Bandar Lampung, IDN Times - Menteri keuangan Sri Mulyani dan sejumlah lembaga internasional Bank Dunia (World Bank), Dana Moneter Internasional hingga Bank Pembangunan Asia memperingatkan risiko terjadinya krisis keuangan serta resesi global pada 2023. Menurut Sri Mulyani, inflasi sudah melambung tinggi sehingga diprakirakan tahun depan negara-negara maju mengalami resesi.
Inflasi di negara-negara maju sebelumnya menurut Sri Mulyani selalu single digit atau mendekati 0% dalam 40 tahun terakhir. Kini melonjak double digit bahkan inflasi di Turki mencapai 80,2 persen dan di Argentina mencapai 78,5 persen.
Tingginya inflasi tersebut mendorong respons kebijakan moneter terutama Amerika Serikat, Inggris dan negara-negara Eropa lain dengan sangat agresif menaikkan suku bunga yang menyebabkan gejolak di sektor keuangan dan arus modal keluar (capital outflow) dari negara-negara emerging.
Menurut Kepala Peneliti Ekonomi CURS Lampung, Erwin Oktavianto, pernyataan resesi tersebut memang lebih pada aspek global dan nasional.
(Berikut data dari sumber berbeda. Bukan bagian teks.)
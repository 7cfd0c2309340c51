//! 跨实体共享的枚举

use serde::{Deserialize, Serialize};
use std::fmt;

/// 科目
#[derive(Debug, Clone, Copy, Serialize, Deserialize, PartialEq, Eq, Hash, Default)]
#[serde(rename_all = "lowercase")]
pub enum Subject {
    #[default]
    Math,
    Physics,
    English,
}

impl Subject {
    pub const ALL: [Subject; 3] = [Subject::Math, Subject::Physics, Subject::English];

    pub fn as_str(&self) -> &'static str {
        match self {
            Subject::Math => "math",
            Subject::Physics => "physics",
            Subject::English => "english",
        }
    }

    /// 中文名称
    pub fn display_name(&self) -> &'static str {
        match self {
            Subject::Math => "数学",
            Subject::Physics => "物理",
            Subject::English => "英语",
        }
    }

    /// 解析科目代码，不区分大小写
    pub fn parse(code: &str) -> Option<Self> {
        Self::ALL
            .into_iter()
            .find(|s| s.as_str().eq_ignore_ascii_case(code.trim()))
    }
}

impl fmt::Display for Subject {
    fn fmt(&self, f: &mut fmt::Formatter<'_>) -> fmt::Result {
        f.write_str(self.as_str())
    }
}

/// AI 服务提供商
#[derive(Debug, Clone, Copy, Serialize, Deserialize, PartialEq, Eq, Default)]
#[serde(rename_all = "lowercase")]
pub enum AiProvider {
    #[default]
    Qwen,
    Kimi,
}

impl AiProvider {
    pub fn as_str(&self) -> &'static str {
        match self {
            AiProvider::Qwen => "qwen",
            AiProvider::Kimi => "kimi",
        }
    }

    /// 默认模型名称
    pub fn default_model(&self) -> &'static str {
        match self {
            AiProvider::Qwen => "qwen-turbo",
            AiProvider::Kimi => "moonshot-v1-8k",
        }
    }
}

impl fmt::Display for AiProvider {
    fn fmt(&self, f: &mut fmt::Formatter<'_>) -> fmt::Result {
        f.write_str(self.as_str())
    }
}

/// 难度
#[derive(Debug, Clone, Copy, Serialize, Deserialize, PartialEq, Eq)]
#[serde(rename_all = "lowercase")]
pub enum Difficulty {
    Easy,
    Medium,
    Hard,
}

/// 严重程度 / 优先级
#[derive(Debug, Clone, Copy, Serialize, Deserialize, PartialEq, Eq)]
#[serde(rename_all = "lowercase")]
pub enum Severity {
    Low,
    Medium,
    High,
}

/// 整体趋势
#[derive(Debug, Clone, Copy, Serialize, Deserialize, PartialEq, Eq)]
#[serde(rename_all = "lowercase")]
pub enum Trend {
    Improving,
    Stable,
    Declining,
}

#[cfg(test)]
mod tests {
    use super::*;

    #[test]
    fn test_subject_parse() {
        assert_eq!(Subject::parse("Physics"), Some(Subject::Physics));
        assert_eq!(Subject::parse(" english "), Some(Subject::English));
        assert_eq!(Subject::parse("chemistry"), None);
    }

    #[test]
    fn test_enum_wire_format() {
        assert_eq!(serde_json::to_string(&Subject::Math).unwrap(), r#""math""#);
        assert_eq!(serde_json::to_string(&AiProvider::Kimi).unwrap(), r#""kimi""#);
        assert_eq!(serde_json::to_string(&Trend::Declining).unwrap(), r#""declining""#);
    }
}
Erwin mengatakan, pada dasarnya kecenderungan pertumbuhan ekonomi, harga-harga pangan, dan harga energi semakin lama semakin naik.
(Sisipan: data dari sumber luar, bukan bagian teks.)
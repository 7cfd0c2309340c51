//! 模拟数据提供者
//!
//! 为服务门面的每个操作生成结构一致的替代数据，并模拟网络延迟。
//! 固定字段来自样例记录，分数、比率等数值字段由可注入种子的随机源生成。

pub mod fixtures;

use chrono::{DateTime, Days, NaiveDate, Utc};
use parking_lot::Mutex;
use rand::rngs::StdRng;
use rand::{Rng, SeedableRng};
use std::time::Duration;

use crate::config::MockConfig;
use crate::models::analysis::{ErrorAnalysisResponse, ImprovementPlan, KnowledgePoint, StudentErrorPattern};
use crate::models::analytics::{
    CrossSubjectPattern, ErrorRatePoint, ErrorTrendAnalysis, ErrorTypeDirection, ErrorTypeTrend,
    GlobalRecommendation, KnowledgePointProgress, LearningTrend, MultiSubjectSummary,
    OverallPerformance, RecentPerformance, RecommendationCategory, StrengthLevel,
    SubjectComparison, SubjectProgress, TimePeriod, TrendPoint, TrendPrediction,
};
use crate::models::chat::{
    ChatMetadata, ChatReply, ChatRequest, ChatResponse, GenerateTextRequest, GenerateTextResponse,
    GeneratedText, GenerationMetadata,
};
use crate::models::homework::{HomeworkAnalysis, HomeworkSubmission, LegacySubmission, ProcessingStatus, ReportBlob};
use crate::models::student::SubjectPerformance;
use crate::models::{
    AiProvider, Difficulty, Severity, Student, StudentCreate, StudentListResponse, StudentQuery,
    StudentStats, StudentUpdate, Subject, Trend,
};
use crate::report::render_text_summary;
use crate::services::upload::HomeworkUpload;
use fixtures::{at, to_strings};

/// 模拟日期序列的最大长度（天）
pub const MAX_SERIES_DAYS: u32 = 3650;

/// 模拟数据提供者
pub struct MockProvider {
    rng: Mutex<StdRng>,
    latency: bool,
    min_delay_ms: u64,
    max_delay_ms: u64,
    anchor: Option<DateTime<Utc>>,
}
“Ini sangat global dan sumber permasalahannya memang di seluruh dunia terjadi. Seperti misalnya di Inggris itu inflasinya sudah sangat tinggi. Di Amerika Serikat sudah mencapai angka 8 persen. Artinya melihat kondisi global saat ini tentu nantinya akan berpengaruh pada negara-negara berkembang termasuk Indonesia. Ini yang kita khawatirkan,” kata Erwin kepada IDN Times, Sabtu (1/10/2022).